LINGUIST List 3.948

Wed 02 Dec 1992

Qs: Various Queries

Editor for this issue: <>


Directory

  1. , Royalties
  2. David J Silva 315-443-5375, Language and the Brain
  3. , Reviewer for psycholinguistics
  4. Mark H Aronoff, a "Dutch" textbook
  5. "Lorna H. Jarvis", deictic terms-request information
  6. , Hangul Day
  7. "R.Hudson", Dependency grammar
  8. Ellen Broselow, roommate for lsa
  9. "M. David Greenspon", This bread cuts easily
  10. Ron Kuzar, Query: Sexism in Hungarian
  11. Bill Bennett, French linguistics texts

Message 1: Royalties

Date: Tue, 01 Dec 92 00:05 CST
From: <BLARSWWYUIAMVS.bitnet>
Subject: Royalties

 Authors of linguistics course texts and other knowledgeable parties:

What is the going rate for author's royalties and advances from major
commercial publishers for course texts in linguistics?
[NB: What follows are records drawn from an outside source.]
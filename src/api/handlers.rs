//! API Handlers
//!
//! HTTP request handlers for each catalog endpoint.

use std::sync::Arc;

use axum::{
    extract::{rejection::QueryRejection, Query, State},
    Json,
};

use crate::cache::{CacheBackend, CacheStore, SharedCache};
use crate::catalog::Catalog;
use crate::config::Config;
use crate::error::{CacheError, Result};
use crate::memo::{CacheKey, Memoizer};
use crate::models::{
    Book, BookSearchParams, CacheStatsResponse, ClearEntryQuery, ClearResponse, HealthResponse,
    LibraryStats,
};

/// Application state shared across all handlers.
#[derive(Clone)]
pub struct AppState {
    /// Memoizer over the shared persistent cache
    pub memo: Memoizer<SharedCache>,
    /// Calibre library queries
    pub catalog: Catalog,
    /// Token required on protected routes
    pub api_token: Option<Arc<str>>,
    /// TTL in seconds for /statistics
    pub statistics_ttl: u64,
    /// TTL in seconds for /books/search
    pub search_ttl: u64,
}

impl AppState {
    /// Creates a new AppState with default TTLs.
    pub fn new(cache: SharedCache, catalog: Catalog, api_token: Option<&str>) -> Self {
        let defaults = Config::default();
        Self {
            memo: Memoizer::new(cache),
            catalog,
            api_token: api_token.map(Arc::from),
            statistics_ttl: defaults.statistics_ttl,
            search_ttl: defaults.search_ttl,
        }
    }

    /// Creates a new AppState from configuration.
    ///
    /// Opens the snapshot-backed cache and the Calibre database.
    pub fn from_config(config: &Config) -> Result<Self> {
        if let Some(parent) = config.cache_file.parent() {
            if !parent.as_os_str().is_empty() {
                if let Err(e) = std::fs::create_dir_all(parent) {
                    tracing::warn!("Could not create cache directory {}: {}", parent.display(), e);
                }
            }
        }

        let store = CacheStore::open(&config.cache_file, config.max_size, config.default_ttl)?;
        let catalog = Catalog::open(config.database_path())?;

        Ok(Self {
            statistics_ttl: config.statistics_ttl,
            search_ttl: config.search_ttl,
            ..Self::new(SharedCache::new(store), catalog, config.api_token.as_deref())
        })
    }

    pub fn cache(&self) -> &SharedCache {
        self.memo.backend()
    }
}

/// Handler for GET /statistics
///
/// Library counts, memoized for `statistics_ttl` seconds.
pub async fn statistics_handler(State(state): State<AppState>) -> Result<Json<LibraryStats>> {
    let key = CacheKey::unit("statistics")?;
    let stats = state
        .memo
        .get_or_compute(key, Some(state.statistics_ttl), || state.catalog.statistics())
        .await?;

    Ok(Json(stats))
}

/// Handler for GET /books/search
///
/// Title/author search, memoized per distinct parameter set.
pub async fn search_handler(
    State(state): State<AppState>,
    params: std::result::Result<Query<BookSearchParams>, QueryRejection>,
) -> Result<Json<Vec<Book>>> {
    let Query(params) = params?;
    if let Some(error_msg) = params.validate() {
        return Err(CacheError::InvalidRequest(error_msg));
    }

    let params = params.normalized();
    let key = CacheKey::new("search_books", &params)?;
    let books = state
        .memo
        .get_or_compute(key, Some(state.search_ttl), || {
            state.catalog.search_books(params.clone())
        })
        .await?;

    Ok(Json(books))
}

/// Handler for GET /cache/stats
pub async fn cache_stats_handler(State(state): State<AppState>) -> Json<CacheStatsResponse> {
    Json(state.cache().stats().await.into())
}

/// Handler for DELETE /cache
pub async fn clear_cache_handler(State(state): State<AppState>) -> Json<ClearResponse> {
    state.cache().clear(None).await;
    Json(ClearResponse::all())
}

/// Handler for DELETE /cache/entry?key=...
pub async fn clear_entry_handler(
    State(state): State<AppState>,
    query: std::result::Result<Query<ClearEntryQuery>, QueryRejection>,
) -> Result<Json<ClearResponse>> {
    let Query(query) = query?;
    state.cache().clear(Some(&query.key)).await;
    Ok(Json(ClearResponse::key(query.key)))
}

/// Handler for GET /health
pub async fn health_handler() -> Json<HealthResponse> {
    Json(HealthResponse::healthy())
}

#[cfg(test)]
mod tests {
    use super::*;
    use crate::catalog::fixtures;
    use tempfile::TempDir;

    fn test_state() -> (TempDir, AppState) {
        let dir = TempDir::new().unwrap();
        let db = dir.path().join("metadata.db");
        fixtures::write_library(&db);

        let store = CacheStore::open(dir.path().join("cache.json"), 100, 3600).unwrap();
        let state = AppState::new(
            SharedCache::new(store),
            Catalog::open(&db).unwrap(),
            Some("t".repeat(32).as_str()),
        );
        (dir, state)
    }

    #[tokio::test]
    async fn test_statistics_is_memoized() {
        let (_dir, state) = test_state();

        let first = statistics_handler(State(state.clone())).await.unwrap();
        let second = statistics_handler(State(state.clone())).await.unwrap();

        assert_eq!(first.total_books, 4);
        // Same timestamp: the second response came from the cache.
        assert_eq!(first.last_updated, second.last_updated);
        assert_eq!(state.cache().stats().await.hits, 1);
    }

    #[tokio::test]
    async fn test_search_caches_per_parameters() {
        let (_dir, state) = test_state();

        let dune = BookSearchParams {
            title: Some("Dune".to_string()),
            author: None,
            limit: 100,
        };
        let foundation = BookSearchParams {
            title: Some("Foundation".to_string()),
            ..dune.clone()
        };

        let books = search_handler(State(state.clone()), Ok(Query(dune))).await.unwrap();
        assert_eq!(books.len(), 2);
        let books = search_handler(State(state.clone()), Ok(Query(foundation)))
            .await
            .unwrap();
        assert_eq!(books.len(), 1);

        assert_eq!(state.cache().len().await, 2);
    }

    #[tokio::test]
    async fn test_search_rejects_bad_limit() {
        let (_dir, state) = test_state();

        let params = BookSearchParams {
            title: None,
            author: None,
            limit: 0,
        };
        let result = search_handler(State(state.clone()), Ok(Query(params))).await;

        assert!(matches!(result, Err(CacheError::InvalidRequest(_))));
        assert!(state.cache().is_empty().await);
    }

    #[tokio::test]
    async fn test_clear_entry_and_clear_all() {
        let (_dir, state) = test_state();
        statistics_handler(State(state.clone())).await.unwrap();

        let key = CacheKey::unit("statistics").unwrap().to_string();
        let response = clear_entry_handler(
            State(state.clone()),
            Ok(Query(ClearEntryQuery { key: key.clone() })),
        )
        .await
        .unwrap();
        assert_eq!(response.key.as_deref(), Some(key.as_str()));
        assert!(state.cache().is_empty().await);

        statistics_handler(State(state.clone())).await.unwrap();
        clear_cache_handler(State(state.clone())).await;
        clear_cache_handler(State(state.clone())).await;
        assert!(state.cache().is_empty().await);
    }

    #[tokio::test]
    async fn test_health_handler() {
        let response = health_handler().await;
        assert_eq!(response.status, "healthy");
    }
}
Please send me any information you have, anonymously if you like,
and I will summarize for the list if there is sufficient interest
(but will treat individual figures and their sources confidentially).

Please respond to one of the following:

Bitnet: BLARSWWY at UIAMVS.BITNET
Internet: robert-wachal AT uiowa.edu
Phone: 319-335-0208
S/mail: R. S. Wachal, Dept. of Linguistics, Univ. of Iowa, Iowa City,
 IA 52240-1408

Thanks, Bob.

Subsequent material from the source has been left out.